Kelly's Lot goes in another strange and unexpected direction with "Sleep," which has pop elements and yet also a strong haunting quality. It was written by Kelly Zirbes and Scotty Lund. Scotty plays both bass and drums on this track, and also mixed and produced it. Ted Russell Kamp joins the band on guitar for this one. I've learned to pay close attention to the projects that Ted Russell Kamp gets involved in. He is a musician who gets around, but always seems to choose wisely. And this is a powerful and effective song. Check out these lyrics: "And the little boys I used to love/Smile as the evening fades/As their faces turn to angry men/In this bed I made." Excellent, right? It's followed by another intriguing track, though with a very different sound, "On Fire." It begins in a folk vein, and then kicks in with a great and sudden force. I always want to turn the volume up for that moment. "On Fire" was written by Kelly Zirbes and Perry Robertson.

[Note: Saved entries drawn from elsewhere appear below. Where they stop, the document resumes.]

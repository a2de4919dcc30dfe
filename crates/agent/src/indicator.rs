//! "Thinking..." indicator shown while waiting for the first token.
//!
//! The animation runs on its own task and owns the terminal line until it
//! is stopped. [`ThinkingIndicator::stop`] signals the task, waits for it
//! (at most one second) and clears the line, so streamed tokens never
//! interleave with a frame.

use std::io::Write;
use std::time::Duration;

use crossterm::cursor::MoveToColumn;
use crossterm::execute;
use crossterm::style::{Color, Print, ResetColor, SetForegroundColor};
use crossterm::terminal::{Clear, ClearType};
use tokio::sync::oneshot;
use tokio::task::JoinHandle;
use tracing::trace;

const FRAMES: [&str; 3] = [".", "..", "..."];
const TICK: Duration = Duration::from_millis(500);
const JOIN_BOUND: Duration = Duration::from_secs(1);

/// A running indicator. Dropping it without [`stop`](Self::stop) aborts the
/// task but leaves the line as it was.
pub struct ThinkingIndicator {
    stop_tx: Option<oneshot::Sender<()>>,
    task: Option<JoinHandle<Box<dyn Write + Send>>>,
}

impl ThinkingIndicator {
    /// Start animating on `out`.
    pub fn start_on(mut out: Box<dyn Write + Send>) -> Self {
        let (stop_tx, mut stop_rx) = oneshot::channel();

        let task = tokio::spawn(async move {
            for frame in FRAMES.iter().cycle() {
                let _ = execute!(
                    out,
                    MoveToColumn(0),
                    SetForegroundColor(Color::DarkGrey),
                    Print(format!("  Thinking{frame}")),
                    ResetColor,
                    Clear(ClearType::UntilNewLine)
                );
                tokio::select! {
                    _ = &mut stop_rx => break,
                    _ = tokio::time::sleep(TICK) => {}
                }
            }
            out
        });

        Self {
            stop_tx: Some(stop_tx),
            task: Some(task),
        }
    }

    /// Stop the animation and clear its line.
    pub async fn stop(mut self) {
        if let Some(tx) = self.stop_tx.take() {
            let _ = tx.send(());
        }
        let Some(task) = self.task.take() else {
            return;
        };
        match tokio::time::timeout(JOIN_BOUND, task).await {
            Ok(Ok(mut out)) => {
                let _ = execute!(out, MoveToColumn(0), Clear(ClearType::CurrentLine));
            }
            Ok(Err(e)) => trace!(error = %e, "Indicator task ended abnormally"),
            Err(_) => trace!("Indicator did not stop within its join bound"),
        }
    }
}

impl Drop for ThinkingIndicator {
    fn drop(&mut self) {
        if let Some(task) = self.task.take() {
            task.abort();
        }
    }
}
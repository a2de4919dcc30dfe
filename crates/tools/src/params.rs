//! Parameter extraction for tool calls.
//!
//! Models are loose with JSON types: `offset` arrives as `"200"` as often as
//! `200`. Numbers given as strings are coerced; anything else that does not
//! fit is an [`ToolError::InvalidParameter`], never a panic.

use orangutan_core::error::ToolError;
use orangutan_core::tool::Params;
use serde_json::Value;

/// A required string parameter. Numbers and booleans are stringified.
pub fn required_str(params: &Params, name: &str) -> Result<String, ToolError> {
    optional_str(params, name)?.ok_or_else(|| ToolError::MissingParameter(name.to_string()))
}

/// An optional string parameter; `null` counts as absent.
pub fn optional_str(params: &Params, name: &str) -> Result<Option<String>, ToolError> {
    match params.get(name) {
        None | Some(Value::Null) => Ok(None),
        Some(Value::String(s)) => Ok(Some(s.clone())),
        Some(v @ (Value::Number(_) | Value::Bool(_))) => Ok(Some(v.to_string())),
        Some(other) => Err(ToolError::invalid(
            name,
            format!("expected a string, got {}", type_name(other)),
        )),
    }
}

/// An optional non-negative integer, accepting numeric strings.
pub fn optional_usize(params: &Params, name: &str) -> Result<Option<usize>, ToolError> {
    let invalid = || ToolError::invalid(name, "expected a non-negative integer");
    match params.get(name) {
        None | Some(Value::Null) => Ok(None),
        Some(Value::Number(n)) => {
            if let Some(u) = n.as_u64() {
                return usize::try_from(u).map(Some).map_err(|_| invalid());
            }
            match n.as_f64() {
                Some(f) if f >= 0.0 && f.fract() == 0.0 => Ok(Some(f as usize)),
                _ => Err(invalid()),
            }
        }
        Some(Value::String(s)) if s.trim().is_empty() => Ok(None),
        Some(Value::String(s)) => s.trim().parse::<usize>().map(Some).map_err(|_| invalid()),
        Some(_) => Err(invalid()),
    }
}

/// An optional list of strings. A lone string is treated as a one-item list.
pub fn string_list(params: &Params, name: &str) -> Result<Vec<String>, ToolError> {
    match params.get(name) {
        None | Some(Value::Null) => Ok(Vec::new()),
        Some(Value::String(s)) => Ok(vec![s.clone()]),
        Some(Value::Array(items)) => items
            .iter()
            .map(|item| match item {
                Value::String(s) => Ok(s.clone()),
                Value::Number(_) | Value::Bool(_) => Ok(item.to_string()),
                other => Err(ToolError::invalid(
                    name,
                    format!("expected a list of strings, found {}", type_name(other)),
                )),
            })
            .collect(),
        Some(other) => Err(ToolError::invalid(
            name,
            format!("expected a list of strings, got {}", type_name(other)),
        )),
    }
}

fn type_name(value: &Value) -> &'static str {
    match value {
        Value::Null => "null",
        Value::Bool(_) => "a boolean",
        Value::Number(_) => "a number",
        Value::String(_) => "a string",
        Value::Array(_) => "an array",
        Value::Object(_) => "an object",
    }
}
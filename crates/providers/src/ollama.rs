//! Ollama provider implementation.
//!
//! Talks to a local Ollama server over its native API:
//! - `POST /api/chat` with `stream: true`, answered as newline-delimited JSON
//! - `GET /api/tags` for model listing and health checks

use std::time::Duration;

use async_trait::async_trait;
use futures::StreamExt;
use orangutan_config::AppConfig;
use orangutan_core::error::ProviderError;
use orangutan_core::message::{Message, Role};
use orangutan_core::provider::*;
use serde::{Deserialize, Serialize};
use tracing::{debug, trace, warn};

/// A provider backed by an Ollama server.
pub struct OllamaProvider {
    base_url: String,
    client: reqwest::Client,
}

impl OllamaProvider {
    /// Create a provider for the server at `base_url`.
    pub fn new(base_url: impl Into<String>, timeout: Duration) -> Result<Self, ProviderError> {
        let client = reqwest::Client::builder()
            .connect_timeout(Duration::from_secs(10))
            .timeout(timeout)
            .build()
            .map_err(|e| ProviderError::Network(format!("failed to create HTTP client: {e}")))?;

        Ok(Self {
            base_url: base_url.into().trim_end_matches('/').to_string(),
            client,
        })
    }

    /// Create a provider from the `[backend]` config table.
    pub fn from_config(config: &AppConfig) -> Result<Self, ProviderError> {
        Self::new(
            config.backend.base_url.clone(),
            Duration::from_secs(config.backend.request_timeout_secs),
        )
    }

    pub fn base_url(&self) -> &str {
        &self.base_url
    }

    /// Convert our Message types to the Ollama wire format.
    fn to_api_messages(messages: &[Message]) -> Vec<ApiMessage<'_>> {
        messages
            .iter()
            .map(|m| ApiMessage {
                role: match m.role {
                    Role::System => "system",
                    Role::User => "user",
                    Role::Assistant => "assistant",
                },
                content: &m.content,
            })
            .collect()
    }

    fn chat_body(request: &ProviderRequest) -> serde_json::Value {
        let mut body = serde_json::json!({
            "model": request.model,
            "messages": Self::to_api_messages(&request.messages),
            "stream": true,
            "options": request.options,
        });
        if let Some(keep_alive) = &request.keep_alive {
            body["keep_alive"] = serde_json::json!(keep_alive);
        }
        body
    }
}

#[async_trait]
impl Provider for OllamaProvider {
    fn name(&self) -> &str {
        "ollama"
    }

    async fn stream(&self, request: ProviderRequest) -> Result<ChunkReceiver, ProviderError> {
        let url = format!("{}/api/chat", self.base_url);
        let body = Self::chat_body(&request);

        debug!(
            model = %request.model,
            messages = request.messages.len(),
            "Sending streaming chat request"
        );

        let response = self
            .client
            .post(&url)
            .json(&body)
            .send()
            .await
            .map_err(|e| ProviderError::Network(e.to_string()))?;

        let status = response.status().as_u16();
        if status != 200 {
            let error_body = response.text().await.unwrap_or_default();
            warn!(status, body = %error_body, "Ollama returned error");
            let message = error_message(&error_body);
            if status == 404 && message.contains("not found") {
                return Err(ProviderError::ModelNotFound(request.model));
            }
            return Err(ProviderError::ApiError {
                status_code: status,
                message,
            });
        }

        let (tx, rx) = tokio::sync::mpsc::channel(64);

        // Read the NDJSON byte stream and forward parsed chunks
        tokio::spawn(async move {
            let mut byte_stream = response.bytes_stream();
            let mut lines = LineBuffer::default();
            let mut chunks_sent = 0usize;

            while let Some(chunk_result) = byte_stream.next().await {
                let bytes = match chunk_result {
                    Ok(b) => b,
                    Err(e) => {
                        let _ = tx
                            .send(Err(ProviderError::StreamInterrupted(e.to_string())))
                            .await;
                        return;
                    }
                };

                for line in lines.push(&bytes) {
                    match parse_line(&line) {
                        Ok(None) => {}
                        Ok(Some(chunk)) => {
                            let done = chunk.done;
                            chunks_sent += 1;
                            if tx.send(Ok(chunk)).await.is_err() {
                                return; // receiver dropped
                            }
                            if done {
                                debug!(chunks = chunks_sent, "Stream completed");
                                return;
                            }
                        }
                        Err(e) => {
                            let _ = tx.send(Err(e)).await;
                            return;
                        }
                    }
                }
            }

            // A final line without a trailing newline
            if let Some(rest) = lines.finish() {
                match parse_line(&rest) {
                    Ok(Some(chunk)) => {
                        let _ = tx.send(Ok(chunk)).await;
                    }
                    Ok(None) => {}
                    Err(e) => {
                        let _ = tx.send(Err(e)).await;
                    }
                }
            }
            trace!(chunks = chunks_sent, "Byte stream ended");
        });

        Ok(rx)
    }

    async fn list_models(&self) -> Result<Vec<String>, ProviderError> {
        let url = format!("{}/api/tags", self.base_url);
        let response = self
            .client
            .get(&url)
            .send()
            .await
            .map_err(|e| ProviderError::Network(e.to_string()))?;

        if !response.status().is_success() {
            return Ok(Vec::new());
        }

        let tags: TagsResponse = response
            .json()
            .await
            .map_err(|e| ProviderError::InvalidResponse(e.to_string()))?;

        Ok(tags.models.into_iter().map(|m| m.name).collect())
    }

    async fn health_check(&self) -> Result<bool, ProviderError> {
        let url = format!("{}/api/tags", self.base_url);
        let response = self
            .client
            .get(&url)
            .send()
            .await
            .map_err(|e| ProviderError::Network(e.to_string()))?;

        Ok(response.status().is_success())
    }
}

/// Splits a byte stream into complete lines. Bytes are buffered until a
/// newline arrives, so multi-byte characters split across reads survive.
#[derive(Default)]
struct LineBuffer {
    pending: Vec<u8>,
}

impl LineBuffer {
    fn push(&mut self, bytes: &[u8]) -> Vec<String> {
        self.pending.extend_from_slice(bytes);
        let mut lines = Vec::new();
        while let Some(pos) = self.pending.iter().position(|&b| b == b'\n') {
            let line: Vec<u8> = self.pending.drain(..=pos).collect();
            lines.push(String::from_utf8_lossy(&line).trim_end().to_string());
        }
        lines
    }

    fn finish(self) -> Option<String> {
        let rest = String::from_utf8_lossy(&self.pending).trim().to_string();
        (!rest.is_empty()).then_some(rest)
    }
}

/// Parse one NDJSON line. Blank lines yield `None`.
fn parse_line(line: &str) -> Result<Option<StreamChunk>, ProviderError> {
    let line = line.trim();
    if line.is_empty() {
        return Ok(None);
    }

    let resp: ChatStreamResponse = serde_json::from_str(line)
        .map_err(|e| ProviderError::InvalidResponse(format!("{e}: {line}")))?;

    if let Some(error) = resp.error {
        return Err(ProviderError::StreamInterrupted(error));
    }

    let usage = match (resp.prompt_eval_count, resp.eval_count) {
        (None, None) => None,
        (prompt, completion) => {
            let prompt_tokens = prompt.unwrap_or(0);
            let completion_tokens = completion.unwrap_or(0);
            Some(Usage {
                prompt_tokens,
                completion_tokens,
                total_tokens: prompt_tokens + completion_tokens,
            })
        }
    };

    Ok(Some(StreamChunk {
        content: resp.message.map(|m| m.content).filter(|c| !c.is_empty()),
        done: resp.done,
        usage,
    }))
}

/// Pull the `error` field out of an Ollama error body, falling back to the raw text.
fn error_message(body: &str) -> String {
    serde_json::from_str::<ErrorBody>(body)
        .map(|b| b.error)
        .unwrap_or_else(|_| body.trim().to_string())
}

// --- Ollama API types ---

#[derive(Debug, Serialize)]
struct ApiMessage<'a> {
    role: &'static str,
    content: &'a str,
}

#[derive(Debug, Deserialize)]
struct ChatStreamResponse {
    #[serde(default)]
    message: Option<ChatStreamMessage>,
    #[serde(default)]
    done: bool,
    #[serde(default)]
    prompt_eval_count: Option<u32>,
    #[serde(default)]
    eval_count: Option<u32>,
    #[serde(default)]
    error: Option<String>,
}

#[derive(Debug, Deserialize)]
struct ChatStreamMessage {
    #[serde(default)]
    content: String,
}

#[derive(Debug, Deserialize)]
struct ErrorBody {
    error: String,
}

#[derive(Debug, Deserialize)]
struct TagsResponse {
    #[serde(default)]
    models: Vec<TagsModel>,
}

#[derive(Debug, Deserialize)]
struct TagsModel {
    name: String,
}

"Bittersweet," the CD's title track, opens with a nod to "When Johnny Comes Marching Home," with Kelly Zirbes whistling that familiar theme. That song contains lines like "When Johnny comes marching home again/Hurrah, hurrah/We'll give him a hearty welcome then." Those lines, which are not sung in "Bittersweet," nevertheless provide an interesting contrast to the story of the song. The song is told from the perspective of a U.S. soldier who fought in Vietnam. As you're likely aware, many of those soldiers were not given a hearty welcome when they returned. But "Bittersweet" actually functions as sort of that welcome they didn't receive then. "I am strong and still standing here/I'm living proof that you can live with fear/It's time that we welcome each one home/Nobody should ever be that alone." It ends as it began, with Kelly whistling "When Johnny Comes Marching Home." Frank Cisco Hinojosa plays harmonica on this track.

"Stay Away" has a delightful energy, and is one to get your toes tapping. Then "Love Is Hard To Catch" is a cool bluesy tune. "You've loved before/Don't settle for less." "Without A Song" features a sad, moving, beautiful vocal performance by Kelly Zirbes. It's a song about living in the moment, before the moments are gone, which will happen sooner than any of us would like to think. This song was written for the film Last Call At Murray's, in which it is sung by Paula Jai Parker. The band follows that with "Happy," which opens with these lines: "Happy is right around the corner/Happy is right behind the bend/Things are bound to get better/Get better, but we don't know when." Ah, I hope so.

CD Track List
  1. About Her
  2. Come Home
  3. Mr. Chairman
  4. Thorn
  5. Rise Above
  6. Sleep
  7. On Fire
  8. Bittersweet
  9. Stay Away
  10. Love Is Hard To Catch
  11. Without A Song
  12. Happy
  13. Proud
  14. Colours Of December
Bittersweet was released on January 6, 2017.